Jan 28, 2022 • by Kelly J. Baker

This is my last column as editor of this newsletter.

This might come as a surprise or not. After all, I have written about the temptation to quit my job previously. From the very beginning of the pandemic, I wanted to quit. Being a parent, teacher and worker simultaneously was hard. My children were stuck at home first because of the lockdown and later because they both attend virtual school.

Work and Identity

My partner and I are privileged. We are able to work from home and keep our children in virtual school. Others have not had that choice. I know this, and I know I should be grateful. And yet, the situation is not as easy as it might seem because there is no ease for parents right now. The horrifying realities and limited choices of the pandemic are wearing down all parents. Covid cases rise and fall; variants surge. And somehow, folks think we can continue on as if everything is normal when nothing is.

I kept working as I wanted to quit. But I couldn't bring myself to do it.

Work was a paycheck, but it also defined me as a person. As work became less and less manageable during the pandemic, I didn't quite know who I was.

My career was not quite languishing but in a holding pattern. I turned down opportunity after opportunity because I couldn't take them on. Work felt more untenable as time carried on. Each issue of each magazine was harder to produce. I used to like being an editor of higher education newsletters. I used to be excited about reporting on higher education. But then, I didn't as much. I felt anxious, guilty and untethered.

My pandemic work life felt like I was barely treading water—on those days that I hadn't forgotten how to swim entirely.

No Real Plan

Still, I worked through the pandemic as did so many others, through the deaths of loved ones, difficulties of schooling, bouts of depression and all the calamities large and small that seemed to define the days. I worked because I couldn't imagine not working. I couldn't actually imagine quitting because what would I do next? Who would I be next?
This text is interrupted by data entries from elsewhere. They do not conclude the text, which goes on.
use serde::{Deserialize, Serialize};

/// Presence flag stored on each user document.
#[derive(Debug, Clone, Copy, PartialEq, Eq, Serialize, Deserialize, utoipa::ToSchema)]
#[serde(rename_all = "lowercase")]
pub enum UserStatus {
    Online,
    Offline,
}

impl UserStatus {
    pub fn as_str(&self) -> &'static str {
        match self {
            UserStatus::Online => "online",
            UserStatus::Offline => "offline",
        }
    }
}

/// User document kept in the `users` collection, keyed by the identity-provider UID.
///
/// `password` duplicates the identity provider's credential as a local bcrypt hash;
/// login compares against this copy.
#[derive(Debug, Clone, Serialize, Deserialize)]
#[serde(rename_all = "camelCase")]
pub struct UserRecord {
    pub email: String,
    pub password: String,
    pub status: UserStatus,
    pub notifications: u64,
    pub created_at: String,
    #[serde(default, skip_serializing_if = "Option::is_none")]
    pub fcm_token: Option<String>,
}

impl UserRecord {
    pub fn new(email: String, password_hash: String, created_at: String) -> Self {
        Self {
            email,
            password: password_hash,
            status: UserStatus::Offline,
            notifications: 0,
            created_at,
            fcm_token: None,
        }
    }
}

/// Account as reported by the identity provider.
#[derive(Debug, Clone, PartialEq, Serialize, Deserialize, utoipa::ToSchema)]
#[serde(rename_all = "camelCase")]
pub struct IdentityUser {
    pub uid: String,
    pub email: String,
    #[serde(default)]
    pub email_verified: bool,
    #[serde(default)]
    pub disabled: bool,
}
I tend to look before I leap. I tend to like to have a plan. There was no plan emerging for me. I couldn't see what might come after quitting. I couldn't imagine what I might do next. I couldn't even decide what I would do next.

My emotional bandwidth was too low to take on the future beyond getting up each day and doing what was required. Day in and day out, I moved forward, but I had no idea what I was moving toward. This desire to quit was first a whisper in my mind, then outward groans and grumbles, and then, words spoken aloud.

“I want to quit my job,” I told my partner again and again and again for months.

“To do what?” he asked again and again and again.

“I don't know,” I would tell him.

And I didn't know. I just knew I had done this before. Over eight years ago, I quit a lecturing gig without knowing what came next. I left academia and had no plan of what I would do. I was burnt out and pregnant with my second child. I had no idea what might happen, but I knew I needed some kind of change. Any change really. I talked about quitting long before I actually did. I quit. Eventually, slowly, I reimagined what my life would be and tried to make it so. I smugly thought I figured everything out. I hadn't.

And now, here I am again annoyed that I don't know what comes next but also knowing it has to be something else. The path forward was anything but clear, and it sucked.

A Moment of Clarity

And then, I had an inkling of what I might want to happen next—what might come after this job. I had one of those rare moments of clarity. My priorities had shifted, so I needed to catch up with them. I wanted to write more—finish the book that I have been working on for years and write new ones. I wanted to be more available to my family, especially my kids because they need me more right now. I had already prioritized different things. I wanted my life to reflect those priorities.

Being an editor of higher education publications was my work, work that matters, but it didn't define who I was. It was a role that no longer fit me as well as it once had. It was a role ready for someone else because I was ready for something else. I wasn't sure what I might find. But I'm searching to uncover what it might be.

Quitting was no longer something unimaginable. It became a possibility, and then reality, a decision that I could and did make. Now I was afraid that I was making the wrong choice, but when I finally made the decision to resign, I was calm, collected even. I finally knew it was time to move on. So, I knew I had to.

I'm sad to go but so grateful for my time at WIHE with such amazing regular and guest writers, production team and all of you lovely readers.

I'll miss you, but it's time to take a leap without knowing where I'll land. This is an ending but also a beginning. In the immortal words of Semisonic's “Closing Time” (and maybe the Roman philosopher Seneca too), “every new beginning comes from some other beginning's end.” It's an end and a beginning. And that's okay because I'm ready for what comes next.